What is the Oxford comma?
According to Oxford Dictionaries , the Oxford comma is so named because it was traditionally used by printers, readers, and editors at Oxford University Press. Not all writers and publishers use it, but it can clarify the meaning of a sentence when the items in a list are not single words.
How do you use the Oxford comma?
The Oxford comma is used for clarification before and or or in a list of three or more things.
- I was on the bus with my husband, a thief and a compulsive liar.
- I was on the bus with my husband, a thief, and a compulsive liar.
The second sentence – with the Oxford comma – makes it clear that there were four people on the bus, rather than just one poor soul and their rogue of a spouse!
Omissions of the Oxford comma have been causing humour to the grammatically anal for many years. For example:
- Highlights of Peter Ustinov's global tour include encounters with Nelson Mandela, an 800-year old demi-god and a dildo collector.

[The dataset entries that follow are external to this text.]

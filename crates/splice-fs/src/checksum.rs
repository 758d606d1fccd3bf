//! SHA-256 checksum utilities
//!
//! A single canonical checksum format (`sha256:<hex>`) used to detect a target
//! file changing between the locked read and the final write.

use sha2::{Digest, Sha256};

/// Prefix for all checksums produced by this module
const PREFIX: &str = "sha256:";

/// Compute the SHA-256 checksum of string content.
///
/// Returns a string in the canonical format `"sha256:<hex>"`.
pub fn compute_content_checksum(content: &str) -> String {
    let mut hasher = Sha256::new();
    hasher.update(content.as_bytes());
    format!("{}{:x}", PREFIX, hasher.finalize())
}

Who knew? The mind boggles...
"So, Lizzie, do you have any other favourite punctuation marks, or points or grammar?"
Well, that's jolly kind of you to ask, and yes, in fact I have many. ("Of course you do," thinks my long-suffering reader, as they roll their eyes.)
Let's leave aside the nails-down-the blackboard of your vs. you're - of which, more in a later blog post - and instead take a look at who vs. whom.
In simple terms, look at your sentence and if you could swap in he, she or they, then use who. If you could swap in him, her or them, then use whom. For example:
- Who stole the treasure?
- The treasure was stolen by whom?
I'm a copywriter and, as such, it's my job to obsess about stuff like this. Although this means that I'm excruciating company sometimes, being able to use these nerdy tendencies for my clients' benefit is actually quite satisfying. I take pride in knowing that their marketing materials have a distinctive professional touch, which could give them the edge over the so-called competition, who might lack that same attention to detail.